Directions for this task: Present the following entries again, word for word and in full.

Record set:
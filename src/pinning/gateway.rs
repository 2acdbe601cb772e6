//! IPFS Gateway Fetch
//!
//! Plain HTTP GET by content identifier, used to resolve profile and
//! property documents. Same timeout and failure classification as the
//! pinning client; the gateway needs no credential.

use serde_json::Value;

use super::client::PinningError;

/// Configuration for gateway fetches
#[derive(Debug, Clone)]
pub struct GatewayConfig {
    /// Gateway base URL (e.g., "https://gateway.pinata.cloud/ipfs")
    pub base_url: String,
    /// Request timeout in milliseconds
    pub request_timeout_ms: u64,
}

impl Default for GatewayConfig {
    fn default() -> Self {
        Self {
            base_url: "https://gateway.pinata.cloud/ipfs".to_string(),
            request_timeout_ms: 10_000,
        }
    }
}

/// Read-only gateway client
pub struct GatewayClient {
    client: reqwest::Client,
    config: GatewayConfig,
}

impl GatewayClient {
    pub fn new(config: GatewayConfig) -> Result<Self, PinningError> {
        let client = reqwest::Client::builder()
            .timeout(std::time::Duration::from_millis(config.request_timeout_ms))
            .build()
            .map_err(PinningError::Request)?;

        Ok(Self { client, config })
    }

    /// Public URL of a CID on this gateway
    pub fn url_for(&self, cid: &str) -> String {
        format!("{}/{}", self.config.base_url.trim_end_matches('/'), cid)
    }

    /// Fetch and parse a pinned JSON document
    pub async fn fetch_json(&self, cid: &str) -> Result<Value, PinningError> {
        let response = self
            .client
            .get(self.url_for(cid))
            .send()
            .await
            .map_err(|e| {
                if e.is_timeout() {
                    PinningError::Timeout
                } else if e.is_connect() {
                    PinningError::Unavailable
                } else {
                    PinningError::Request(e)
                }
            })?;

        if response.status().is_success() {
            response.json().await.map_err(PinningError::Request)
        } else {
            let status = response.status().as_u16();
            let message = response.text().await.unwrap_or_default();
            Err(PinningError::Api { status, message })
        }
    }
}

#[cfg(test)]
mod tests {
    use super::*;

    #[test]
    fn url_construction_handles_trailing_slash() {
        let gw = GatewayClient::new(GatewayConfig {
            base_url: "https://gateway.pinata.cloud/ipfs/".to_string(),
            request_timeout_ms: 1_000,
        })
        .unwrap();

        assert_eq!(
            gw.url_for("bafybeihash"),
            "https://gateway.pinata.cloud/ipfs/bafybeihash"
        );
    }
}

Result below:
filename src/pinning/gateway.rs
repository 2acdbe601cb772e6
//! IPFS Gateway Fetch
//!
//! Plain HTTP GET by content identifier, used to resolve profile and
//! property documents. Same timeout and failure classification as the
//! pinning client; the gateway needs no credential.

use serde_json::Value;

use super::client::PinningError;

/// Configuration for gateway fetches
#[derive(Debug, Clone)]
pub struct GatewayConfig {
    /// Gateway base URL (e.g., "https://gateway.pinata.cloud/ipfs")
    pub base_url: String,
    /// Request timeout in milliseconds
    pub request_timeout_ms: u64,
}

impl Default for GatewayConfig {
    fn default() -> Self {
        Self {
            base_url: "https://gateway.pinata.cloud/ipfs".to_string(),
            request_timeout_ms: 10_000,
        }
    }
}

/// Read-only gateway client
pub struct GatewayClient {
    client: reqwest::Client,
    config: GatewayConfig,
}

impl GatewayClient {
    pub fn new(config: GatewayConfig) -> Result<Self, PinningError> {
        let client = reqwest::Client::builder()
            .timeout(std::time::Duration::from_millis(config.request_timeout_ms))
            .build()
            .map_err(PinningError::Request)?;

        Ok(Self { client, config })
    }

    /// Public URL of a CID on this gateway
    pub fn url_for(&self, cid: &str) -> String {
        format!("{}/{}", self.config.base_url.trim_end_matches('/'), cid)
    }

    /// Fetch and parse a pinned JSON document
    pub async fn fetch_json(&self, cid: &str) -> Result<Value, PinningError> {
        let response = self
            .client
            .get(self.url_for(cid))
            .send()
            .await
            .map_err(|e| {
                if e.is_timeout() {
                    PinningError::Timeout
                } else if e.is_connect() {
                    PinningError::Unavailable
                } else {
                    PinningError::Request(e)
                }
            })?;

        if response.status().is_success() {
            response.json().await.map_err(PinningError::Request)
        } else {
            let status = response.status().as_u16();
            let message = response.text().await.unwrap_or_default();
            Err(PinningError::Api { status, message })
        }
    }
}

#[cfg(test)]
mod tests {
    use super::*;

    #[test]
    fn url_construction_handles_trailing_slash() {
        let gw = GatewayClient::new(GatewayConfig {
            base_url: "https://gateway.pinata.cloud/ipfs/".to_string(),
            request_timeout_ms: 1_000,
        })
        .unwrap();

        assert_eq!(
            gw.url_for("bafybeihash"),
            "https://gateway.pinata.cloud/ipfs/bafybeihash"
        );
    }
}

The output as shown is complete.